Top MITRE Techniques Triggered Using KQL in Sentinel and Defender

Understanding which MITRE ATT&CK techniques are most frequently triggered helps in identifying current attacker patterns and potential gaps in your security stack. Using KQL, this analysis pulls the top 10 most triggered techniques from both Microsoft Defender for Endpoint and Microsoft Sentinel over the past week. These insights support fine-tuning of detection rules and distinguishing between legitimate threats and possible false positives.

Risk

Failing to identify trending MITRE techniques can lead to blind spots in threat detection.
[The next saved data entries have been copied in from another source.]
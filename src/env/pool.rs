//! Vectorized environment pool for parallel execution
//!
//! Runs N [`DuelEnvironment`] instances on Rayon's thread pool and exposes
//! them as one [`VecEnv`]. Instances that finish an episode are reset in the
//! same step and report an [`EpisodeInfo`] with the primary agent's return
//! and the episode length.
//!
//! # Example
//!
//! ```rust
//! use duel_rl::env::{pool::EnvPool, snake::DuelSnake, VecEnv};
//!
//! let mut pool = EnvPool::new(|| DuelSnake::new(8, 8, 2), 4);
//! let observations = pool.reset().unwrap();
//! assert_eq!(observations.len(), 4);
//!
//! let step = pool.step(&[[1, 1]; 4]).unwrap();
//! assert_eq!(step.rewards.len(), 4);
//! ```

use anyhow::Result;
use rayon::prelude::*;

use crate::env::{
    DuelEnvironment, DuelObservation, EpisodeInfo, JointAction, SpaceInfo, StepInfo, VecEnv,
    VecStep,
};

/// Running return and length of the current episode in one slot
#[derive(Debug, Clone, Copy, Default)]
struct EpisodeTracker {
    reward: f32,
    length: usize,
}

impl EpisodeTracker {
    fn record(&mut self, reward: f32) {
        self.reward += reward;
        self.length += 1;
    }

    fn finish(&mut self) -> EpisodeInfo {
        let info = EpisodeInfo {
            reward: self.reward,
            length: self.length,
        };
        *self = Self::default();
        info
    }
}

/// A pool of environments for parallel execution
pub struct EnvPool<E: DuelEnvironment> {
    /// Environment instances paired with their episode bookkeeping
    slots: Vec<(E, EpisodeTracker)>,
}

impl<E: DuelEnvironment + Send> EnvPool<E> {
    /// Create a new environment pool
    ///
    /// # Arguments
    ///
    /// * `env_fn` - Factory function to create environment instances
    /// * `num_envs` - Number of parallel environments
    pub fn new<F>(env_fn: F, num_envs: usize) -> Self
    where
        F: Fn() -> E,
    {
        assert!(num_envs > 0, "EnvPool needs at least one environment");
        let slots = (0..num_envs)
            .map(|_| (env_fn(), EpisodeTracker::default()))
            .collect();
        Self { slots }
    }

    /// Get observation space information from first environment
    pub fn observation_space(&self) -> SpaceInfo {
        self.slots[0].0.observation_space()
    }

    /// Get action space information from first environment
    pub fn action_space(&self) -> SpaceInfo {
        self.slots[0].0.action_space()
    }

    /// Borrow one instance, e.g. for rendering
    pub fn env(&self, index: usize) -> &E {
        &self.slots[index].0
    }
}

impl<E: DuelEnvironment + Send> VecEnv for EnvPool<E> {
    fn num_envs(&self) -> usize {
        self.slots.len()
    }

    fn reset(&mut self) -> Result<Vec<DuelObservation>> {
        self.slots
            .par_iter_mut()
            .map(|(env, tracker)| {
                *tracker = EpisodeTracker::default();
                env.reset()
            })
            .collect()
    }

    fn step(&mut self, actions: &[JointAction]) -> Result<VecStep> {
        assert_eq!(
            actions.len(),
            self.slots.len(),
            "Number of actions must match number of environments"
        );

        let results: Vec<(DuelObservation, f32, bool, StepInfo)> = self
            .slots
            .par_iter_mut()
            .zip(actions.par_iter())
            .map(|((env, tracker), &action)| {
                let mut result = env.step(action)?;
                tracker.record(result.reward);

                if result.done {
                    result.info.episode = Some(tracker.finish());
                    result.observation = env.reset()?;
                }

                Ok((result.observation, result.reward, result.done, result.info))
            })
            .collect::<Result<_>>()?;

        let mut step = VecStep::default();
        for (observation, reward, done, info) in results {
            step.observations.push(observation);
            step.rewards.push(reward);
            step.dones.push(done);
            step.infos.push(info);
        }
        Ok(step)
    }
}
Attackers often reuse effective tactics, and overlooking them may give adversaries a free pass. Frequent triggers of specific techniques could also suggest tuning issues, generating noise that hides real attacks.

Query

Microsoft Defender For Endpoint

Kusto
let timeframe = 7d;
AlertInfo
| where Timestamp > ago(timeframe)
// Collect the last entry of each alert
| summarize arg_max(Timestamp, *) by AlertId
// Ensure that events with multiple techniques can be counted
| extend MitreTechnique = todynamic(AttackTechniques)
| mv-expand MitreTechnique
| summarize TriggerCount = count() by tostring(MitreTechnique)
| top 10 by TriggerCount

Microsoft Sentinel

Kusto
// Timeframe to collect incident statistics
let timeframe = 7d;
SecurityIncident
| where TimeGenerated > ago(timeframe)
// Collect the last entry of each alert
| summarize arg_max(TimeGenerated, *) by IncidentNumber
// Ensure that events with multiple techniques can be counted
| extend MitreTechnique = todynamic(AdditionalData).techniques
| mv-expand MitreTechnique
| summarize TriggerCount = count() by tostring(MitreTechnique)
| top 10 by TriggerCount

Both queries operate by filtering alerts or incidents from the past 7 days, grabbing the latest record per alert or incident, then expanding and counting each MITRE technique involved. The result? A prioritized list of techniques used most often—your hit list for focused threat hunting and rule hardening.